When the string "overview" occurs in a line of the listing below, return that line.

BEGIN INPUT

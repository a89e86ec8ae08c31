mod common;

use common::{allocate, create_assessment, fixture, insert_raw_mark, setup};
use database::{
    ServiceError,
    entities::{assessment, clo, clo_po_mapping, course, course_faculty, student_course_enrollment},
    services::{
        course::{CloPatch, CoursePatch, CourseService, NewClo, NewCourse},
        outcome_mapping::{OutcomeMappingService, PoMappingInput},
    },
};
use models::catalog::{CourseCategory, CourseType};
use sea_orm::{ColumnTrait, EntityTrait, PaginatorTrait, QueryFilter};

fn new_course(code: &str, name: &str) -> NewCourse {
    NewCourse {
        code: code.into(),
        name: name.into(),
        semester: Some(3),
        credits: 3,
        course_type: Some("practical".into()),
        category: Some("core".into()),
        ..Default::default()
    }
}

#[tokio::test]
async fn test_create_course_in_headed_department() {
    let db = setup().await;
    let fx = fixture(&db).await;

    let created = CourseService::create(&db, &fx.hod, new_course("C010", "Machine Learning Lab"))
        .await
        .unwrap();
    assert_eq!(created.department_id, fx.department.id);
    assert_eq!(created.slug, "machine-learning-lab");
    assert_eq!(created.course_type, CourseType::Practical);
    assert_eq!(created.category, Some(CourseCategory::Core));
    assert_eq!(created.created_by_id, Some(fx.hod.user_id()));

    let err = CourseService::create(&db, &fx.hod, new_course("C011", "Machine Learning Lab"))
        .await
        .unwrap_err();
    assert!(matches!(err, ServiceError::UniqueConstraintViolation(_)));

    let mut bad = new_course("C012", "Networks");
    bad.course_type = Some("seminar".into());
    let err = CourseService::create(&db, &fx.hod, bad).await.unwrap_err();
    assert!(matches!(err, ServiceError::Validation(ref m) if m == "Invalid type"));

    let mut bad = new_course("C012", "Networks");
    bad.credits = 0;
    let err = CourseService::create(&db, &fx.hod, bad).await.unwrap_err();
    assert!(matches!(err, ServiceError::Validation(_)));

    let err = CourseService::create(&db, &fx.lecturer, new_course("C013", "Compilers"))
        .await
        .unwrap_err();
    assert!(matches!(err, ServiceError::Forbidden(_)));
}

#[tokio::test]
async fn test_auto_code_follows_latest_course() {
    let db = setup().await;
    let fx = fixture(&db).await;

    let code = CourseService::auto_code(&db, &fx.hod, fx.program.id)
        .await
        .unwrap();
    assert_eq!(code, "C502");

    CourseService::create(&db, &fx.hod, new_course("C010", "Compilers"))
        .await
        .unwrap();
    let code = CourseService::auto_code(&db, &fx.hod, fx.program.id)
        .await
        .unwrap();
    assert_eq!(code, "C011");

    let empty = common::insert_program(&db, "ma-english").await;
    let code = CourseService::auto_code(&db, &fx.hod, empty.id)
        .await
        .unwrap();
    assert_eq!(code, "C001");
}

#[tokio::test]
async fn test_programmes_and_listing() {
    let db = setup().await;
    let fx = fixture(&db).await;

    let programmes = CourseService::programmes(&db, &fx.hod).await.unwrap();
    assert_eq!(programmes.len(), 1);
    assert_eq!(programmes[0].id, fx.program.id);

    let listing = CourseService::list(&db, &fx.hod, None).await.unwrap();
    assert_eq!(listing.len(), 1);
    assert_eq!(listing[0].active_clos, 3);
    assert_eq!(listing[0].faculties.len(), 2);
    assert_eq!(listing[0].department_name, fx.department.name);

    let other = common::insert_program(&db, "ma-english").await;
    let listing = CourseService::list(&db, &fx.hod, Some(other.id))
        .await
        .unwrap();
    assert!(listing.is_empty());

    let err = CourseService::list(&db, &fx.lecturer, None)
        .await
        .unwrap_err();
    assert!(matches!(err, ServiceError::Forbidden(_)));
}

#[tokio::test]
async fn test_update_and_get_course() {
    let db = setup().await;
    let fx = fixture(&db).await;

    let updated = CourseService::update(
        &db,
        &fx.hod,
        fx.course.id,
        CoursePatch {
            name: Some("Advanced Databases".into()),
            credits: Some(3),
            ..Default::default()
        },
    )
    .await
    .unwrap();
    assert_eq!(updated.name, "Advanced Databases");
    assert_eq!(updated.credits, 3);
    // Renaming without an explicit slug keeps the slug stable
    assert_eq!(updated.slug, fx.course.slug);

    let detail = CourseService::get(&db, &fx.hod, fx.course.id).await.unwrap();
    assert_eq!(detail.clos.len(), 3);
    assert_eq!(detail.department.id, fx.department.id);
    assert_eq!(detail.program.map(|p| p.id), Some(fx.program.id));

    let err = CourseService::get(&db, &fx.lecturer, fx.course.id)
        .await
        .unwrap_err();
    assert!(matches!(err, ServiceError::Forbidden(_)));
}

#[tokio::test]
async fn test_clo_crud() {
    let db = setup().await;
    let fx = fixture(&db).await;

    let created = CourseService::create_clo(
        &db,
        &fx.hod,
        fx.course.id,
        NewClo {
            code: "CLO4".into(),
            statement: "Design a normalised schema".into(),
            bloom_level: "Create".into(),
            display_order: Some(3),
            ..Default::default()
        },
    )
    .await
    .unwrap();
    assert_eq!(created.attainment_threshold, 60.0);
    assert_eq!(created.version, 1);

    let err = CourseService::create_clo(
        &db,
        &fx.hod,
        fx.course.id,
        NewClo {
            code: "CLO4".into(),
            statement: "Duplicate".into(),
            bloom_level: "Apply".into(),
            ..Default::default()
        },
    )
    .await
    .unwrap_err();
    assert!(matches!(err, ServiceError::UniqueConstraintViolation(_)));

    let err = CourseService::create_clo(
        &db,
        &fx.hod,
        fx.course.id,
        NewClo {
            code: "CLO5".into(),
            statement: "Out of range".into(),
            bloom_level: "Apply".into(),
            attainment_threshold: Some(120.0),
            ..Default::default()
        },
    )
    .await
    .unwrap_err();
    assert!(matches!(err, ServiceError::Validation(_)));

    let retired = CourseService::update_clo(
        &db,
        &fx.hod,
        fx.clos[2].id,
        CloPatch {
            is_active: Some(false),
            ..Default::default()
        },
    )
    .await
    .unwrap();
    assert!(!retired.is_active);

    let codes: Vec<_> = CourseService::list_clos(&db, &fx.hod, fx.course.id)
        .await
        .unwrap()
        .into_iter()
        .map(|c| c.code)
        .collect();
    assert_eq!(codes, ["CLO1", "CLO2", "CLO4"]);
}

#[tokio::test]
async fn test_delete_cascades_owned_rows() {
    let db = setup().await;
    let fx = fixture(&db).await;
    let id = create_assessment(&db, &fx, "Quiz", 20.0).await;
    allocate(&db, &fx, id, &[(0, 20.0)]).await;
    OutcomeMappingService::replace(
        &db,
        &fx.hod,
        fx.course.id,
        vec![PoMappingInput {
            clo_id: Some(fx.clos[0].id),
            po_id: Some(fx.pos[0].id),
            level: Some(3),
        }],
        Vec::new(),
    )
    .await
    .unwrap();

    let removal = CourseService::delete(&db, &fx.hod, fx.course.id)
        .await
        .unwrap();
    assert_eq!(removal.clos_deleted, 3);
    assert_eq!(removal.assessments_deleted, 1);
    assert_eq!(removal.assignments_deleted, 2);
    assert_eq!(removal.enrollments_deleted, 3);

    assert!(course::Entity::find_by_id(fx.course.id).one(&db).await.unwrap().is_none());
    let leftovers = clo::Entity::find()
        .filter(clo::Column::CourseId.eq(fx.course.id))
        .count(&db)
        .await
        .unwrap()
        + assessment::Entity::find()
            .filter(assessment::Column::CourseId.eq(fx.course.id))
            .count(&db)
            .await
            .unwrap()
        + course_faculty::Entity::find()
            .filter(course_faculty::Column::CourseId.eq(fx.course.id))
            .count(&db)
            .await
            .unwrap()
        + student_course_enrollment::Entity::find()
            .filter(student_course_enrollment::Column::CourseId.eq(fx.course.id))
            .count(&db)
            .await
            .unwrap()
        + clo_po_mapping::Entity::find().count(&db).await.unwrap();
    assert_eq!(leftovers, 0);
}

#[tokio::test]
async fn test_delete_refused_once_marks_exist() {
    let db = setup().await;
    let fx = fixture(&db).await;
    let id = create_assessment(&db, &fx, "Quiz", 20.0).await;
    allocate(&db, &fx, id, &[(0, 20.0)]).await;
    insert_raw_mark(&db, fx.students[0].id, id, fx.clos[0].id, 12.0).await;

    let err = CourseService::delete(&db, &fx.hod, fx.course.id)
        .await
        .unwrap_err();
    assert!(matches!(err, ServiceError::LockedByMarks { marks_count: 1, .. }));
    assert!(course::Entity::find_by_id(fx.course.id).one(&db).await.unwrap().is_some());
}
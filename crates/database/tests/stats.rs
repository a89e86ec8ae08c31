mod common;

use chrono::{Datelike, Utc};
use common::{TERM, assign, fixture, insert_course, setup};
use database::{
    ServiceError,
    services::stats::{AssignmentFilter, StatsService},
};
use models::term::Term;

#[tokio::test]
async fn test_dashboard_counts_department_catalog() {
    let db = setup().await;
    let fx = fixture(&db).await;
    insert_course(&db, &fx.department, "CS502", 3).await;

    let stats = StatsService::dashboard(&db, &fx.hod).await.unwrap();
    assert_eq!(stats.total_courses, 2);
    assert_eq!(stats.active_clos, 3);
    assert_eq!(stats.programmes_count, 1);
    assert_eq!(stats.program_outcomes, 2);

    let json = serde_json::to_value(&stats).unwrap();
    assert_eq!(json["activeCLOs"], 3);

    let err = StatsService::dashboard(&db, &fx.lecturer).await.unwrap_err();
    assert!(matches!(err, ServiceError::Forbidden(_)));
}

#[tokio::test]
async fn test_workload_groups_terms_newest_first() {
    let db = setup().await;
    let fx = fixture(&db).await;
    let lab = insert_course(&db, &fx.department, "CS502", 2).await;
    assign(&db, &lab, &fx.lecturer_profile, TERM).await;
    assign(&db, &lab, &fx.lecturer_profile, Term::new(2, TERM.year + 1)).await;

    let workload = StatsService::faculty_workload(&db, &fx.hod, fx.lecturer_profile.id, None)
        .await
        .unwrap();
    assert_eq!(workload.assignments.len(), 3);
    assert_eq!(workload.workload_summary.len(), 2);

    let newest = &workload.workload_summary[0];
    assert_eq!((newest.year, newest.semester), (TERM.year + 1, 2));
    assert_eq!(newest.total_credits, 2);

    let current = &workload.workload_summary[1];
    assert_eq!(current.course_count, 2);
    assert_eq!(current.total_credits, 6);

    let filtered = StatsService::faculty_workload(&db, &fx.hod, fx.lecturer_profile.id, Some(TERM.year))
        .await
        .unwrap();
    assert_eq!(filtered.workload_summary.len(), 1);
}

#[tokio::test]
async fn test_assignment_stats_for_current_year() {
    let db = setup().await;
    let fx = fixture(&db).await;
    let this_year = Term::new(1, Utc::now().year());
    assign(&db, &fx.course, &fx.outsider_profile, this_year).await;
    let lab = insert_course(&db, &fx.department, "CS502", 2).await;
    assign(&db, &lab, &fx.outsider_profile, Term::new(2, this_year.year)).await;

    let stats = StatsService::assignment_stats(&db, &fx.hod).await.unwrap();
    assert_eq!(stats.overview.total_assignments, 4);
    assert_eq!(stats.overview.current_year, this_year.year);
    // The fixture assignments belong to another year
    let expected_this_year = if TERM.year == this_year.year { 4 } else { 2 };
    assert_eq!(stats.overview.current_year_assignments, expected_this_year);
    assert_eq!(stats.top_faculties[0].faculty_id, fx.outsider_profile.id);
    assert_eq!(stats.top_faculties[0].assignment_count, 2);
}

#[tokio::test]
async fn test_department_assignments_paginate() {
    let db = setup().await;
    let fx = fixture(&db).await;
    assign(&db, &fx.course, &fx.outsider_profile, TERM).await;
    assign(&db, &fx.course, &fx.lecturer_profile, Term::new(2, TERM.year)).await;

    let page = StatsService::department_assignments(
        &db,
        &fx.hod,
        AssignmentFilter {
            limit: Some(2),
            ..Default::default()
        },
    )
    .await
    .unwrap();
    assert_eq!(page.summary.total_assignments, 4);
    assert_eq!(page.summary.total_pages, 2);
    assert_eq!(page.assignments.len(), 2);
    assert_eq!(page.filters.semesters, vec![1, 2]);
    assert_eq!(page.filters.years, vec![TERM.year]);
    assert_eq!(page.department.active_faculties, 3);

    let second = StatsService::department_assignments(
        &db,
        &fx.hod,
        AssignmentFilter {
            limit: Some(2),
            page: Some(2),
            ..Default::default()
        },
    )
    .await
    .unwrap();
    assert_eq!(second.assignments.len(), 2);

    let narrowed = StatsService::department_assignments(
        &db,
        &fx.hod,
        AssignmentFilter {
            faculty_id: Some(fx.lecturer_profile.id),
            ..Default::default()
        },
    )
    .await
    .unwrap();
    assert_eq!(narrowed.summary.total_assignments, 2);
    assert_eq!(narrowed.summary.limit, 20);
}
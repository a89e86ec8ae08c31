mod common;

use common::{TERM, assign, fixture, insert_course, setup};
use database::{ServiceError, services::faculty::FacultyService};
use models::term::Term;

#[tokio::test]
async fn test_profile_includes_department_and_assignments() {
    let db = setup().await;
    let fx = fixture(&db).await;

    let profile = FacultyService::profile(&db, &fx.lecturer).await.unwrap();
    assert_eq!(profile.faculty.id, fx.lecturer_profile.id);
    assert_eq!(profile.email, "lecturer@test.edu");
    assert_eq!(profile.department.map(|d| d.id), Some(fx.department.id));
    assert_eq!(profile.assignments.len(), 1);
    assert_eq!(
        profile.assignments[0].course.as_ref().map(|c| c.code.as_str()),
        Some("CS501")
    );

    let json = serde_json::to_value(
        FacultyService::profile(&db, &fx.outsider).await.unwrap(),
    )
    .unwrap();
    assert_eq!(json["name"], "Grace Hopper");
    assert_eq!(json["assignments"].as_array().map(Vec::len), Some(0));
}

#[tokio::test]
async fn test_assignments_for_term_list_active_clos() {
    let db = setup().await;
    let fx = fixture(&db).await;
    let lab = insert_course(&db, &fx.department, "CS502", 2).await;
    assign(&db, &lab, &fx.lecturer_profile, Term::new(2, TERM.year)).await;

    let current = FacultyService::assignments_for(&db, &fx.lecturer, TERM)
        .await
        .unwrap();
    assert_eq!(current.name, "Ada Lovelace");
    assert_eq!((current.current_year, current.current_semester), (TERM.year, TERM.semester));
    assert_eq!(current.assignments.len(), 1);
    let codes: Vec<_> = current.assignments[0]
        .clos
        .iter()
        .map(|c| c.code.as_str())
        .collect();
    assert_eq!(codes, ["CLO1", "CLO2", "CLO3"]);

    let all = FacultyService::all_assignments(&db, &fx.lecturer)
        .await
        .unwrap();
    assert_eq!(all.len(), 2);
    // Same year, first semester listed first
    assert_eq!(all[0].assignment.semester, 1);
    assert_eq!(all[1].assignment.course_id, lab.id);
}

#[tokio::test]
async fn test_requires_faculty_profile() {
    let db = setup().await;
    let fx = fixture(&db).await;

    let err = FacultyService::profile(&db, &fx.hod).await.unwrap_err();
    assert!(matches!(err, ServiceError::FacultyProfileNotFound));

    let err = FacultyService::current_assignments(&db, &fx.hod)
        .await
        .unwrap_err();
    assert!(matches!(err, ServiceError::FacultyProfileNotFound));
}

END INPUT

REPLY TO THE EXERCISE:
    assert_eq!(stats.overview.total_assignments, 4);
    assert_eq!(stats.overview.current_year, this_year.year);
    assert_eq!(stats.overview.current_year_assignments, expected_this_year);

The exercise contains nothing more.